I've been thinking a lot about Judas this week, and no it's not because someone has Judased me. (Like how I just made up that word? I think it's going to make it into my daily--or at
least weekly verbiage...) I've spent many Holy Weeks thinking about Mary (With Mary I Can Identify), but this year it's Judas....I keep thinking about how I've heard Judas described, "the betrayer," "the one who sent Jesus to the cross," or "the one who told the Romans where Jesus was." But here's the thing, I can't make that all make sense. I mean, it wasn't like Jesus was hiding. He wasn't playing hide and seek with the authorities. If anyone wanted to find Jesus, all they had to do was show up where the hurting, the vulnerable, the broken, the untouchables, the least of these were. He wasn't wearing disguises. For pete's sake, just a few days ago Jesus rode right into Jerusalem on a donkey, and a few days later he was in the temple right out there for all to see.
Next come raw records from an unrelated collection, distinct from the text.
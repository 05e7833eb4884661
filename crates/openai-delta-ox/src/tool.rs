use serde::{Deserialize, Serialize, de::DeserializeOwned};

/// Tool call type OpenAI-format servers emit today
pub const FUNCTION_TYPE: &str = "function";

/// One streamed fragment of a tool call.
///
/// Only `index` is guaranteed; the first fragment for an index usually
/// carries `id`, `type` and the function name, later ones only append to
/// `function.arguments`.
#[derive(Debug, Clone, PartialEq, Eq, Serialize, Deserialize)]
pub struct ToolCallDelta {
    pub index: u32,
    #[serde(skip_serializing_if = "Option::is_none")]
    pub id: Option<String>,
    #[serde(skip_serializing_if = "Option::is_none")]
    pub r#type: Option<String>,
    #[serde(skip_serializing_if = "Option::is_none")]
    pub function: Option<FunctionCallDelta>,
}

#[derive(Debug, Clone, Default, PartialEq, Eq, Serialize, Deserialize)]
pub struct FunctionCallDelta {
    #[serde(skip_serializing_if = "Option::is_none")]
    pub name: Option<String>,
    #[serde(skip_serializing_if = "Option::is_none")]
    pub arguments: Option<String>,
}

impl ToolCallDelta {
    /// Opening fragment announcing a call's id and function name
    pub fn start(index: u32, id: impl Into<String>, name: impl Into<String>) -> Self {
        Self {
            index,
            id: Some(id.into()),
            r#type: Some(FUNCTION_TYPE.to_string()),
            function: Some(FunctionCallDelta {
                name: Some(name.into()),
                arguments: Some(String::new()),
            }),
        }
    }

    /// Fragment carrying only more argument text
    pub fn arguments(index: u32, arguments: impl Into<String>) -> Self {
        Self {
            index,
            id: None,
            r#type: None,
            function: Some(FunctionCallDelta {
                name: None,
                arguments: Some(arguments.into()),
            }),
        }
    }

    /// Lift a legacy top-level `function_call` fragment into the tool call model.
    ///
    /// The legacy API only ever streamed a single call, so it always sits at
    /// index 0.
    pub fn from_legacy_function_call(function: FunctionCallDelta) -> Self {
        Self {
            index: 0,
            id: None,
            r#type: Some(FUNCTION_TYPE.to_string()),
            function: Some(function),
        }
    }

    pub fn function_name(&self) -> Option<&str> {
        self.function.as_ref().and_then(|f| f.name.as_deref())
    }

    pub fn function_arguments(&self) -> Option<&str> {
        self.function.as_ref().and_then(|f| f.arguments.as_deref())
    }
}

/// A fully assembled tool call
#[derive(Debug, Clone, PartialEq, Eq, Serialize, Deserialize)]
pub struct ToolCall {
    pub id: String,
    pub r#type: String,
    pub function: FunctionCall,
}

#[derive(Debug, Clone, PartialEq, Eq, Serialize, Deserialize)]
pub struct FunctionCall {
    pub name: String,
    /// Arguments as the raw JSON text the model produced
    pub arguments: String,
}

impl ToolCall {
    pub fn new(id: impl Into<String>, name: impl Into<String>, arguments: impl Into<String>) -> Self {
        Self {
            id: id.into(),
            r#type: FUNCTION_TYPE.to_string(),
            function: FunctionCall {
                name: name.into(),
                arguments: arguments.into(),
            },
        }
    }

    /// Parse the argument text into a typed value.
    ///
    /// Models may stream an empty string for argument-less functions, which is
    /// treated as `{}`.
    pub fn parse_arguments<T: DeserializeOwned>(&self) -> Result<T, serde_json::Error> {
        let raw = self.function.arguments.trim();
        serde_json::from_str(if raw.is_empty() { "{}" } else { raw })
    }
}
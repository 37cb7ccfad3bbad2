//! Cycle-accurate DRAM memory-controller model.
//!
//! This crate models a DRAM controller inside a heterogeneous (CPU + GPU)
//! architectural simulator, one host clock cycle at a time:
//! 1. **Decoding:** Physical address to (channel, bank, row, column), with optional XOR interleaving.
//! 2. **Banks:** Bounded per-bank request buffers and the ACTIVATE/COLUMN/PRECHARGE state machine.
//! 3. **Channels:** Command arbitration and shared data-bus scheduling with sub-width packing.
//! 4. **Policies:** FCFS and FR-FCFS request scheduling, selected at construction.
//! 5. **Completion:** Same-address merging, fill dispatch to the interconnect, and a starvation watchdog.
//!
//! The interconnect, the request pool, and the global clock are external
//! collaborators injected at construction or passed into each tick.

/// Common types (cycles, node ids, hierarchy levels).
pub mod common;
/// Simulator configuration (defaults, enums, hierarchical config structures).
pub mod config;
/// DRAM controller model (decoder, buffers, banks, channels, policies).
pub mod dram;
/// External request model and the memory hierarchy seam.
pub mod mem;
/// Interconnect seam and the queue-backed stand-in fabric.
pub mod noc;
/// Host-side driver: request pool, clock owner, trace generation.
pub mod sim;
/// Controller statistics collection and reporting.
pub mod stats;

/// Root configuration type; use `Config::default()` or deserialize from JSON.
pub use crate::config::Config;
/// The DRAM controller; construct with `DramController::new` and tick with `run_a_cycle`.
pub use crate::dram::DramController;
/// Standalone driver owning the controller and its collaborators.
pub use crate::sim::Simulator;
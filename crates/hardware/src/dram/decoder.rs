//! Physical address decoding.
//!
//! This module maps a physical byte address onto DRAM coordinates. It
//! provides:
//! 1. **Field extraction:** column, bank, and row from the low to high bits.
//! 2. **Permutation interleaving:** optional XOR folding of higher address bits into the bank index.
//!
//! Shift amounts and masks are precomputed from the configuration, so every
//! geometry parameter that feeds them must be a power of two.

use crate::config::{Config, DramConfig};

/// L3 set count folded into the XOR permutation shift.
///
/// Kept as a literal rather than derived from the cache configuration so the
/// permutation stays stable across cache resizing experiments.
const XOR_SET_COUNT: u64 = 512;

/// DRAM coordinates of a physical address.
#[derive(Clone, Copy, Debug, PartialEq, Eq)]
pub struct DecodedAddr {
    /// Byte offset within the row buffer.
    pub column: u64,
    /// Bank index across the whole controller (after permutation, if enabled).
    pub bank: usize,
    /// Row index within the bank.
    pub row: u64,
    /// Bank-mask-wide bits taken above the L3 tile span, XORed into the bank.
    pub xor_bits: usize,
}

/// Address decoder with precomputed shifts and masks.
pub struct AddressDecoder {
    col_mask: u64,
    bank_shift: u32,
    bank_mask: u64,
    row_shift: u32,
    xor_shift: u32,
    xor_enabled: bool,
}

impl AddressDecoder {
    /// Builds a decoder from the controller configuration.
    ///
    /// # Panics
    ///
    /// Panics when `rowbuffer_size`, `num_banks`, or `l3_line_size` is not a
    /// power of two; the decode arithmetic is mask-based.
    pub fn new(cfg: &Config) -> Self {
        let dram: &DramConfig = &cfg.dram;
        assert!(
            dram.rowbuffer_size.is_power_of_two(),
            "rowbuffer_size must be a power of two, got {}",
            dram.rowbuffer_size
        );
        assert!(
            dram.num_banks.is_power_of_two(),
            "num_banks must be a power of two, got {}",
            dram.num_banks
        );
        assert!(
            cfg.hierarchy.l3_line_size.is_power_of_two(),
            "l3_line_size must be a power of two, got {}",
            cfg.hierarchy.l3_line_size
        );

        let bank_shift = dram.rowbuffer_size.trailing_zeros();
        let bank_bits = (dram.num_banks as u64).trailing_zeros();
        Self {
            col_mask: dram.rowbuffer_size - 1,
            bank_shift,
            bank_mask: dram.num_banks as u64 - 1,
            row_shift: bank_shift + bank_bits,
            xor_shift: cfg.hierarchy.l3_line_size.trailing_zeros()
                + XOR_SET_COUNT.trailing_zeros(),
            xor_enabled: dram.bank_xor_index,
        }
    }

    /// Decodes a physical address into DRAM coordinates.
    pub fn decode(&self, addr: u64) -> DecodedAddr {
        let column = addr & self.col_mask;
        let bank = (addr >> self.bank_shift) & self.bank_mask;
        let row = addr >> self.row_shift;
        let xor_bits = (addr >> self.xor_shift) & self.bank_mask;

        let bank = if self.xor_enabled { bank ^ xor_bits } else { bank };

        DecodedAddr {
            column,
            bank: bank as usize,
            row,
            xor_bits: xor_bits as usize,
        }
    }
}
I'll be honest, I really have no idea why the chief priests would give Judas 30 pieces of silver. Pretty sure I don't want them managing my money if that's how they spend theirs (and it's not like I'm frugal--just ask my husband!). I do, however, have some thoughts on why Judas took the money, and I don't believe it's because he didn't love Jesus.
Jesus' earthly ministry is coming to an end. It's pretty clear to everyone he has ticked off enough people that this is not going to end well. (Well, we now know it actually does end very well, but we're not yet to Easter Sunday, so stay tuned.) Judas didn't know what we know. He didn't know about the resurrection. I think Judas was terrified. Everyone knew who Jesus was, so I think we can safely assume, they would also know who his 12 disciples and closest friends, were. And Jesus had already told them he wasn't going to be around much longer. Judas could have been thinking, "If Jesus isn't around anymore, they'll go after the next best thing, and that would be us 12!"
I think Judas was trying to align himself with who he believed would "win". Judas had been traveling with Jesus for three years. He had heard Jesus preaching. He had seen Jesus heal. Despite what he had witnessed, and I think did believe, fear won out. Judas lost trust in Jesus and in the Kingdom Jesus proclaimed and put his trust in the world as he knew it.
How do we do that? In our Baptismal promises, we promise to respect the dignity of every human being, to seek and serve Christ in one another, but are there times we ignore those promises out of fear of what it will cost us? What it will cost us literally in dollars and cents or cost us in reputation, power or privilege?
This morning as I was running, and frankly feeling sad and a little lost, it's been a long time since I've been "free" during Holy Week, I realized I dance with Judas more than I'd like. I say I put all my trust in God, but then I find myself, well I like to say it's, "giving God suggestions or a little help." The thing is it's not always big and bold--you know like Judas--not always obvious to everyone, but deep in my heart I know. I started thinking of examples from the past--let's think about the past so I can pretend I don't still do it, but I do.
Chris and I moved to Boys Home because we truly believe this is where God has called us to be. We said yes knowing it was unclear what it would mean for me and my vocation. Most days ("most" may be a slight exaggeration) I thrust God will show me where God wants me to be and what God wants me to do. I'm not great at the patience part. I'm also better at it than I was a few years ago. Just ask my therapist! But back to the not so great at its part. There are some days when I find myself trying to force something, trying to make pieces fall into place that definitely don't. You know like those shape puzzle cubes from childhood. (How many children really can get them all?!?!?!)
Living into the Kingdom of God that is both here and not yet is hard. Trusting God is in control when the world seems so out of control is hard. It's hard for us and we know the rest of the story. Today, I have a little more compassion for Judas.